![]() The Enduring EconomistAnu Kumar THE UNEXPLORED KEYNES AND OTHER ESSAYS: A SOCIO-ECONOMIC MISCELLANY By Anand Chandavarkar Academic Foundation, New Delhi, 2009, pp. 346, Rs. 995.00 VOLUME XXXIV NUMBER 5 May 2010 This is another book on Keynes and still not another book. It offers fascinating insights by a Keynes buff. This book has several thoughtful pieces on what Keynes wrote, the works on Keynes and also aspects of Keynes’s work that have not been highlighted. It relooks at Keynes’s contribution to different aspects of economics, at how he looked at the field of economics and how his writings can be looked at anew to study present day problems such as issues faced by developing economies. In all, it richly adds to all that we know of Keynes’s life and makes the journey of discovering Keynes a lively, engrossing one.
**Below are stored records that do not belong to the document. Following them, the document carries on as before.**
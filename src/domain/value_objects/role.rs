//! Role tag normalization
//!
//! Producers disagree on how multiple roles are joined: instance tags use
//! `", "` while the hosts file and newer tags use `-`. Everything goes
//! through [`split_roles`] before it reaches a `HostRecord`.

/// Split a multi-valued role tag into individual role names.
///
/// Accepts `-`, `,` and whitespace as separators, drops empty pieces and
/// duplicates, and keeps first-seen order.
pub fn split_roles(raw: &str) -> Vec<String> {
    let mut roles: Vec<String> = Vec::new();
    for piece in raw.split(|c: char| c == '-' || c == ',' || c.is_whitespace()) {
        if piece.is_empty() {
            continue;
        }
        if !roles.iter().any(|r| r == piece) {
            roles.push(piece.to_string());
        }
    }
    roles
}

/// Join roles the way the hosts file stores them.
pub fn join_roles<S: AsRef<str>>(roles: &[S]) -> String {
    roles
        .iter()
        .map(|r| r.as_ref())
        .collect::<Vec<_>>()
        .join("-")
}

#[cfg(test)]
mod tests {
    use super::*;

    #[test]
    fn splits_hyphen_joined() {
        assert_eq!(split_roles("app-worker"), vec!["app", "worker"]);
    }

    #[test]
    fn splits_comma_joined() {
        assert_eq!(split_roles("app, worker"), vec!["app", "worker"]);
        assert_eq!(split_roles("app,worker"), vec!["app", "worker"]);
    }

    #[test]
    fn drops_empty_and_duplicate_pieces() {
        assert_eq!(split_roles("-app--app-"), vec!["app"]);
        assert!(split_roles("").is_empty());
    }

    #[test]
    fn join_uses_hyphen() {
        assert_eq!(join_roles(&["app", "worker"]), "app-worker");
    }
}
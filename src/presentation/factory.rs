//! Use Case Factory
//!
//! Creates use cases with infrastructure dependencies wired up.
//! This is the dependency injection point for the application.

use std::sync::Arc;

use crate::application::{
    DeployPipeline, HostRegistry, ReleaseSettings, RenderUseCase, ServiceSettings,
};
use crate::config::Config;
use crate::domain::ports::{DeployEventSink, ShellConnector};
use crate::infrastructure::{
    AwsCliInventory, JsonEventSink, LogEventSink, LocalShell, SshConnector, SshSettings,
    TextHostRepository, YamlEnvironmentRepository,
};

/// Type alias for the registry backed by the hosts file and the AWS CLI
pub type ConcreteHostRegistry = HostRegistry<TextHostRepository, AwsCliInventory>;

/// Type alias for the renderer backed by YAML environment files
pub type ConcreteRenderUseCase = RenderUseCase<YamlEnvironmentRepository>;

pub fn create_host_registry(config: &Config) -> ConcreteHostRegistry {
    HostRegistry::new(
        TextHostRepository::new(config.hosts_file()),
        AwsCliInventory::from_config(config),
        config.project.name.clone(),
    )
}

pub fn create_render_use_case(config: &Config) -> ConcreteRenderUseCase {
    RenderUseCase::new(
        config.template_file(),
        YamlEnvironmentRepository::new(config.environments_dir()),
    )
}

pub fn create_connector(config: &Config) -> SshConnector {
    SshConnector::new(SshSettings::from_config(config))
}

/// Shell for commands that run on this machine (git on the local checkout)
pub fn create_local_shell(config: &Config) -> LocalShell {
    LocalShell::new("localhost").with_timeout(config.remote_timeout())
}

/// NDJSON on stdout for `--json`, `tracing` lines otherwise
pub fn create_event_sink(json: bool) -> Arc<dyn DeployEventSink> {
    if json {
        Arc::new(JsonEventSink::stdout())
    } else {
        Arc::new(LogEventSink)
    }
}

/// Deploy pipeline over `connector`, reporting to `events`.
pub fn create_deploy_pipeline<'a>(
    config: &Config,
    connector: &'a dyn ShellConnector,
    events: Arc<dyn DeployEventSink>,
) -> DeployPipeline<'a> {
    DeployPipeline::new(
        connector,
        ReleaseSettings::from_config(config),
        ServiceSettings::from_config(config),
    )
    .with_events(events)
}

#[cfg(test)]
mod tests {
    use super::*;
    use std::path::PathBuf;

    #[test]
    fn registry_reads_hosts_file_relative_to_config() {
        let config = Config {
            base_dir: PathBuf::from("/srv/galaxy"),
            ..Config::default()
        };
        let registry = create_host_registry(&config);
        // empty inventory when the file is missing
        assert!(registry.load().unwrap().is_empty());
    }
}
//! Event Sink Implementations
//!
//! Provides concrete implementations of DeployEventSink:
//! - JsonEventSink: NDJSON output for CI/automation
//! - LogEventSink: `tracing` output for humans

mod json;
mod log;

pub use json::{event_json, JsonEventSink};
pub use log::LogEventSink;
//! Application Service Lifecycle
//!
//! Controls the process manager and the web server on app hosts. Web server
//! steps tolerate an already-stopped or missing service; the process manager
//! is what has to succeed.

use crate::config::Config;
use crate::domain::ports::{shell_quote, CommandOutput, RemoteCommand, RemoteShell};
use crate::error::{StagehandError, StagehandResult};

use super::release::RestartMode;

#[derive(Debug, Clone, PartialEq, Eq)]
pub struct ServiceSettings {
    pub app_root: String,
    pub process_manager: String,
    pub process_config: String,
    pub web_server: Option<String>,
    pub web_server_pid: String,
    pub sudo: bool,
}

impl ServiceSettings {
    pub fn from_config(config: &Config) -> Self {
        Self {
            app_root: config.app_root(),
            process_manager: config.services.process_manager.clone(),
            process_config: config.services.process_config.clone(),
            web_server: config
                .services
                .web_server
                .clone()
                .filter(|w| !w.trim().is_empty()),
            web_server_pid: config.services.web_server_pid.clone(),
            sudo: config.services.sudo,
        }
    }
}

/// Where the web server's virtual host for the project lives
#[derive(Debug, Clone, PartialEq, Eq)]
pub struct VirtualHost {
    pub available: String,
    pub enabled: String,
}

impl VirtualHost {
    pub fn from_config(config: &Config) -> Self {
        let dir = config.services.vhost_dir.trim_end_matches('/');
        Self {
            available: format!("{}/sites-available/{}", dir, config.project.name),
            enabled: format!("{}/sites-enabled/{}", dir, config.project.name),
        }
    }

    /// Upload location before the root-owned install
    fn staging(&self) -> String {
        let name = self.available.rsplit('/').next().unwrap_or("site");
        format!("/tmp/stagehand-vhost-{}", name)
    }
}

/// Lifecycle actions exposed by `app <action>`
#[derive(Debug, Clone, Copy, PartialEq, Eq)]
pub enum ServiceAction {
    Status,
    Start,
    Stop,
    Restart,
    ForceRestart,
}

pub struct AppServices<'a> {
    shell: &'a dyn RemoteShell,
    settings: &'a ServiceSettings,
}

impl<'a> AppServices<'a> {
    pub fn new(shell: &'a dyn RemoteShell, settings: &'a ServiceSettings) -> Self {
        Self { shell, settings }
    }

    fn sudo(&self, script: String) -> String {
        if self.settings.sudo {
            format!("sudo -n {}", script)
        } else {
            script
        }
    }

    fn service(&self, verb: &str) -> Option<String> {
        self.settings
            .web_server
            .as_ref()
            .map(|name| self.sudo(format!("service {} {}", shell_quote(name), verb)))
    }

    fn process_manager(&self, verb: &str) -> RemoteCommand {
        RemoteCommand::new(format!(
            "{} {} {}",
            self.settings.process_manager,
            verb,
            shell_quote(&self.settings.process_config)
        ))
        .in_dir(self.settings.app_root.clone())
    }

    fn run(&self, command: RemoteCommand) -> StagehandResult<CommandOutput> {
        self.shell
            .run(&command)
            .map_err(|e| StagehandError::from_shell(self.shell.target(), e))
    }

    pub fn status(&self) -> StagehandResult<String> {
        Ok(self.run(self.process_manager("status"))?.stdout)
    }

    pub fn stop(&self) -> StagehandResult<()> {
        if let Some(stop) = self.service("stop") {
            self.run(RemoteCommand::new(format!("{} || echo 'Error stopping.'", stop)))?;
        }
        self.run(self.process_manager("delete"))?;
        Ok(())
    }

    /// Start both services; failures are reported but tolerated.
    pub fn start(&self) -> StagehandResult<()> {
        if let Some(start) = self.service("start") {
            self.warn_on_failure(self.run(RemoteCommand::new(start).warn_only())?);
        }
        self.warn_on_failure(self.run(self.process_manager("startOrRestart").warn_only())?);
        Ok(())
    }

    pub fn force_restart(&self) -> StagehandResult<()> {
        if let (Some(restart), Some(start)) = (self.service("restart"), self.service("start")) {
            self.run(RemoteCommand::new(format!("{} || {}", restart, start)))?;
        }
        self.run(self.process_manager("startOrRestart"))?;
        Ok(())
    }

    /// HUP the web server and reload the process manager without dropping
    /// connections.
    pub fn graceful_restart(&self) -> StagehandResult<()> {
        if let Some(start) = self.service("start") {
            let hup = self.sudo(format!(
                "kill -HUP $(cat {})",
                shell_quote(&self.settings.web_server_pid)
            ));
            self.run(RemoteCommand::new(format!("{} || {}", hup, start)))?;
        }
        self.run(self.process_manager("startOrReload"))?;
        Ok(())
    }

    pub fn restart(&self, mode: RestartMode) -> StagehandResult<()> {
        match mode {
            RestartMode::Graceful => self.graceful_restart(),
            RestartMode::Full => {
                self.stop()?;
                self.start()
            }
        }
    }

    /// Install `content` as the project's virtual host, enable it, and
    /// reload the web server. A failed reload is reported, not fatal.
    pub fn install_virtual_host(&self, vhost: &VirtualHost, content: &[u8]) -> StagehandResult<()> {
        let Some(reload) = self.service("reload") else {
            return Err(StagehandError::InvalidConfig {
                file: "services.web_server".into(),
                message: "no web server configured to install a virtual host into".to_string(),
            });
        };

        let staging = vhost.staging();
        self.shell
            .upload(&staging, content)
            .map_err(|e| StagehandError::from_shell(self.shell.target(), e))?;
        self.run(RemoteCommand::new(self.sudo(format!(
            "install -m 644 {} {}",
            shell_quote(&staging),
            shell_quote(&vhost.available)
        ))))?;
        self.run(RemoteCommand::new(format!("rm -f {}", shell_quote(&staging))))?;
        self.run(RemoteCommand::new(self.sudo(format!(
            "ln -sfn {} {}",
            shell_quote(&vhost.available),
            shell_quote(&vhost.enabled)
        ))))?;
        self.run(RemoteCommand::new(format!("{} || echo 'Error reloading.'", reload)))?;
        tracing::info!(host = %self.shell.target(), path = %vhost.available, "virtual host installed");
        Ok(())
    }

    /// Run an `app` command; only `Status` produces output.
    pub fn apply(&self, action: ServiceAction) -> StagehandResult<Option<String>> {
        match action {
            ServiceAction::Status => self.status().map(Some),
            ServiceAction::Start => self.start().map(|_| None),
            ServiceAction::Stop => self.stop().map(|_| None),
            ServiceAction::Restart => self.graceful_restart().map(|_| None),
            ServiceAction::ForceRestart => self.force_restart().map(|_| None),
        }
    }

    fn warn_on_failure(&self, output: CommandOutput) {
        if !output.success() {
            tracing::warn!(
                host = %self.shell.target(),
                status = output.status,
                stderr = %output.stderr.trim(),
                "service command failed"
            );
        }
    }
}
It also has a review of a fascinating work of crime fiction by the economist and academic Murray Wolfson and the historian and writer Vincent Buranelli called ‘In the long run we are all dead’. As the story unravels, there is an indisposed president and his ambitious vice-president; soon followed by the mysterious death of an admirer, which of course brings up a whole host of suspects, among whom are included a neglected wife, a beautiful mistress, head of the Council of Economic advisers, a Keynesian economist and heading the board of governors of the federal reserve system a monetarist of the Chicago school. The review at the end of this collection makes a fitting coda to the Keynesian miscellany.
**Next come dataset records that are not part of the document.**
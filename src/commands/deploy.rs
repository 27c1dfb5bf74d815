use anyhow::Result;

use stagehand::application::MergeMode;
use stagehand::presentation::factory::{create_connector, create_deploy_pipeline, create_event_sink};
use stagehand::presentation::output::render_deploy_summary;
use stagehand::presentation::HostFilter;
use stagehand::{DeployOptions, RestartMode};

use super::branch::promote_stage_branch;
use super::{confirm_stage, Context};

/// Deploy command switches
#[derive(Debug, Clone, Default)]
pub struct DeployFlags {
    pub full_restart: bool,
    pub parallel: bool,
    pub yes: bool,
    pub skip_migrations: bool,
    /// Fast-forward the stage branch from the main branch first
    pub merge: bool,
}

pub fn cmd_deploy(ctx: &Context, stage: &str, filter: &HostFilter, flags: &DeployFlags) -> Result<()> {
    let stage = ctx.stage(stage)?;
    let targets = ctx.targets(&stage, filter)?;

    if !confirm_stage(&stage, "deploy to", flags.yes)? {
        return Ok(());
    }
    if flags.merge {
        promote_stage_branch(ctx, &stage, None, MergeMode::FastForward)?;
    }

    let restart = if flags.full_restart {
        RestartMode::Full
    } else {
        RestartMode::Graceful
    };
    let options = DeployOptions::new(stage.branch.clone())
        .with_restart(restart)
        .with_parallel(flags.parallel)
        .with_skip_migrations(flags.skip_migrations);

    tracing::info!(
        stage = %stage.name,
        branch = %options.branch,
        site = stage.site_root.as_deref().unwrap_or("-"),
        hosts = targets.len(),
        parallel = options.parallel,
        "deploy starting"
    );

    let connector = create_connector(&ctx.config);
    let pipeline = create_deploy_pipeline(&ctx.config, &connector, create_event_sink(ctx.json))
        .with_cancellation(ctx.cancel.clone());
    let report = pipeline.run(&stage.name, &targets, &options);

    if !ctx.json {
        print!("{}", render_deploy_summary(&stage.name, &report));
    }

    if report.is_success() {
        return Ok(());
    }
    match report.first_error() {
        Some(err) => anyhow::bail!("deploy to {} failed: {}", stage.name, err),
        None => anyhow::bail!(
            "deploy to {} stopped with {} host(s) not attempted",
            stage.name,
            report.not_attempted.len()
        ),
    }
}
This Keynes book follows a few others, especially the well-received trilogy of Robert Skidelsky and Paul Davidson’s work of 2007 but there is always room for more on Keynes, to explore yet another new or neglected facet of Keynes, a many-splendoured genius. Besides to date only about a third of Keynes’s papers have been published in the thirty-volume edition of Collected Writings of John
M. Keynes.
Most literature on him has covered the theme of Keynes the philosopher that includes the O’Donnell monograph in 1989, the ninth Keynes seminar (1989) followed by the work by Bateman and Davis (1991), Davis (1994) and then the Backhouse and Bateman in the Cambridge Companion to Keynes (2006).
Works on Keynes vouch that he started life as a philosopher; philosophy provided the foundation of Keynes’ life and came before economics. As Skidelsky wrote somewhere about Keynes, ‘. . . the philosophy of ends came before the philosophy of means’. Most of these books, Chandavarkar points out, look at Keynes the mature philosopher and his work on probability and expectations.